I have some other complaints.

This “collaboration” exercise is a joke. For two reasons.

Firstly. Being left to direct ourselves sounds good until you realise most of us are never free at the same time. We’re usually not even in the same building. And if our leader isn’t in (like on Wednesday) then we can’t do anything. We’re lost. This would be less likely to happen if we were all doing the same module, or given space in our timetable but we got neither.

The other complaint is the though this is meant to be a collaboration between the Animation and

Fine Art students, the exercises are purely Fine Art focused. Turning me into a third wheel at best and someone-else’s slave at worst. I don’t even like modern “Fine Art”. Why am I being conscripted into someone-else’s vision at the expense of my own? I’d be angrier about this if I had time to do the the drudge work I was given. But in this instance one bad idea got in the way of another. But seriously. This is not a teamwork exercise. It’s an unpaid internship to the “Real” artists. And next week I have to write a critical essay on this disaster.

 

Which brings me to my final complaint with the term so far. In Field I’m stuck “Collaborating” with the Fine artists. And in constellation I’m listening to pseudo-science about how smell is more important than sight. I’m not doing any animation here. I’m not even studying things related to animation. This is not what I signed up for. WHY AM I HERE!?!?!?!

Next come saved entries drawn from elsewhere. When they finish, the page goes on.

//! JSON-file entity store.
//!
//! One pretty-printed JSON document per entity, named `<id>.json`, inside
//! a data directory. Writes go to a temporary sibling first, are synced,
//! and then renamed over the target so a crash never leaves a half-written
//! row behind. The directory is synced after each rename or removal so the
//! new directory entry survives power loss.

use std::path::{Path, PathBuf};

use raffler_core::{Entity, EntityId};
use tokio::io::AsyncWriteExt;
use tracing::{debug, warn};

use crate::error::StoreError;

use super::{EntityStore, Result, StoredRow};

const ROW_EXTENSION: &str = "json";
const TEMP_EXTENSION: &str = "tmp";

/// Directory-backed store.
#[derive(Debug, Clone)]
pub struct FileStore {
    dir: PathBuf,
}

impl FileStore {
    /// Opens (creating if needed) the data directory at `dir`.
    ///
    /// Temporary files left behind by an interrupted write are removed.
    ///
    /// # Errors
    ///
    /// Returns `StoreError::Io` if the directory cannot be created or read.
    pub async fn open(dir: &Path) -> Result<Self> {
        tokio::fs::create_dir_all(dir).await.map_err(|source| StoreError::Io {
            path: dir.to_path_buf(),
            source,
        })?;

        let store = Self {
            dir: dir.to_path_buf(),
        };
        store.remove_stale_temp_files().await?;
        debug!(dir = %dir.display(), "file store opened");
        Ok(store)
    }

    /// Returns the data directory.
    #[must_use]
    pub fn dir(&self) -> &Path {
        &self.dir
    }

    /// Maps an id to its row path, refusing ids that could escape the
    /// data directory.
    fn row_path(&self, id: &EntityId) -> Option<PathBuf> {
        let valid = !id.as_str().is_empty()
            && id
                .as_str()
                .chars()
                .all(|c| c.is_ascii_alphanumeric() || c == '-' || c == '_');
        valid.then(|| self.dir.join(format!("{id}.{ROW_EXTENSION}")))
    }

    async fn remove_stale_temp_files(&self) -> Result<()> {
        let mut entries = self.read_dir().await?;
        while let Some(entry) = next_entry(&mut entries, &self.dir).await? {
            let path = entry.path();
            if path.extension().is_some_and(|ext| ext == TEMP_EXTENSION) {
                warn!(path = %path.display(), "removing interrupted write");
                let _ = tokio::fs::remove_file(&path).await;
            }
        }
        Ok(())
    }

    async fn read_dir(&self) -> Result<tokio::fs::ReadDir> {
        tokio::fs::read_dir(&self.dir)
            .await
            .map_err(|source| StoreError::Io {
                path: self.dir.clone(),
                source,
            })
    }
}

async fn next_entry(
    entries: &mut tokio::fs::ReadDir,
    dir: &Path,
) -> Result<Option<tokio::fs::DirEntry>> {
    entries.next_entry().await.map_err(|source| StoreError::Io {
        path: dir.to_path_buf(),
        source,
    })
}

async fn read_row(path: &Path, key: &str) -> Result<Entity> {
    let bytes = tokio::fs::read(path).await.map_err(|source| StoreError::Io {
        path: path.to_path_buf(),
        source,
    })?;
    serde_json::from_slice(&bytes).map_err(|source| StoreError::Serialization {
        id: key.to_string(),
        source,
    })
}

#[async_trait::async_trait]
impl EntityStore for FileStore {
    async fn put(&self, entity: &Entity) -> Result<()> {
        let Some(path) = self.row_path(&entity.id) else {
            return Err(StoreError::Io {
                path: self.dir.clone(),
                source: std::io::Error::new(
                    std::io::ErrorKind::InvalidInput,
                    format!("entity id '{}' is not a valid file name", entity.id),
                ),
            });
        };

        let bytes =
            serde_json::to_vec_pretty(entity).map_err(|source| StoreError::Serialization {
                id: entity.id.to_string(),
                source,
            })?;

        let suffix: u32 = rand::random();
        let temp_path = path.with_extension(format!("{suffix:08x}.{TEMP_EXTENSION}"));
        let io_err = |source| StoreError::Io {
            path: temp_path.clone(),
            source,
        };

        let mut file = tokio::fs::File::create(&temp_path).await.map_err(io_err)?;
        file.write_all(&bytes).await.map_err(io_err)?;
        file.flush().await.map_err(io_err)?;
        file.sync_all().await.map_err(io_err)?;
        drop(file);

        if let Err(source) = tokio::fs::rename(&temp_path, &path).await {
            let _ = tokio::fs::remove_file(&temp_path).await;
            return Err(StoreError::Io { path, source });
        }
        sync_dir(&self.dir).await
    }

    async fn get(&self, id: &EntityId) -> Result<Option<Entity>> {
        let Some(path) = self.row_path(id) else {
            return Ok(None);
        };
        match tokio::fs::try_exists(&path).await {
            Ok(true) => read_row(&path, id.as_str()).await.map(Some),
            Ok(false) => Ok(None),
            Err(source) => Err(StoreError::Io { path, source }),
        }
    }

    async fn delete(&self, id: &EntityId) -> Result<()> {
        let Some(path) = self.row_path(id) else {
            return Ok(());
        };
        match tokio::fs::remove_file(&path).await {
            Ok(()) => sync_dir(&self.dir).await,
            Err(e) if e.kind() == std::io::ErrorKind::NotFound => Ok(()),
            Err(source) => Err(StoreError::Io { path, source }),
        }
    }

    async fn list_all(&self) -> Result<Vec<StoredRow>> {
        let mut rows = Vec::new();
        let mut entries = self.read_dir().await?;

        while let Some(entry) = next_entry(&mut entries, &self.dir).await? {
            let path = entry.path();
            if path.extension().is_none_or(|ext| ext != ROW_EXTENSION) {
                continue;
            }
            let key = path
                .file_stem()
                .map(|s| s.to_string_lossy().into_owned())
                .unwrap_or_default();

            match read_row(&path, &key).await {
                Ok(entity) => rows.push(StoredRow::Loaded(entity)),
                Err(error) => {
                    warn!(key, %error, "unreadable entity row");
                    rows.push(StoredRow::Corrupt { key, error });
                }
            }
        }

        Ok(rows)
    }
}

/// Flushes directory metadata so a completed rename or removal is durable.
#[cfg(unix)]
async fn sync_dir(dir: &Path) -> Result<()> {
    let io_err = |source| StoreError::Io {
        path: dir.to_path_buf(),
        source,
    };
    tokio::fs::File::open(dir)
        .await
        .map_err(io_err)?
        .sync_all()
        .await
        .map_err(io_err)
}

/// Directory handles cannot be synced here; renames are durable once the
/// file itself is.
#[cfg(not(unix))]
#[allow(clippy::unused_async)]
async fn sync_dir(_dir: &Path) -> Result<()> {
    Ok(())
}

The only things related to animation going on right now are the voluntary workshops. I feel like I’m back at school again. Doing subjects I didn’t ask for. Stuck interacting with people I don’t know and have nothing in common with. And trying to fight for my own path.

I’m really worried about my future. If my will to work collapses I don’t know what will happen. I’ve flunked out over less. I don’t want to drop out again.

 

Help.

I ramble about Robert Morris. Writing. And the stupidity of artists manifestos.

For my work in Constellation I’ve had to read a number of artists journals and manifestos. I have done so dutifully and tried to meet them on their own terms. But now I want to give my thoughts on the writing we have to read as writing rather than just theory. I know this is taboo-breaking. You’re not meant to say that your high-school English text is badly written. Just talk about the themes it contains. But I give my reverence to God and God alone. All things should be critiquable.

Including the writing of artists who should have stuck to making art and the art courses that make us read their work.

 

Forgive me if I let my emotions run away with me here. But I have exerted a great deal of effort doing the minimum amount of required reading and writing for Constellation. So, I feel I should be able to give my honest opinions about the work.

Besides. We are here to engage with 20th century art critically, not to venerate it. I see no reason why this should not apply to the artists and critics writings or the course as a whole.

 

It seems to me that the ‘After Modernism‘ module is at least as interested in teaching us about art theory as it is about art works, or art history.

I can’t say I find art theory that interesting, but that is not the problem. My complaint is just how dense and inaccessible the subject is, and just how silly the whole art theory scene is.

 

I have had to read manifestoes and journals for four different art movements so far, and it seems that with each new one they get harder and harder to read.

I find myself asking “who was this written for?” It can’t be written for the layman. The text is too dense, too conceptual, and the vocabulary is too obtuse. I have been tested and found to have a larger than normal vocabulary. So, when I need to constantly check words for their meaning or context your work will be impenetrable to the average reader. So, far from advertising the work, it would put potential fans off.

“Is it then for other artists?”. I have a hard time believing it. The prose is so dry and academic that, I at least, can’t imagine being fired up to create after reading this stuff. Plus, the rules and concepts are put forward in a very obtuse and roundabout fashion. If you could figure out how to make Pop Art from just reading Pop Art journals without having seen any pop art, I’d be very surprised. Seeing the art in action trumps reading the theory behind it 11 out of 10 times.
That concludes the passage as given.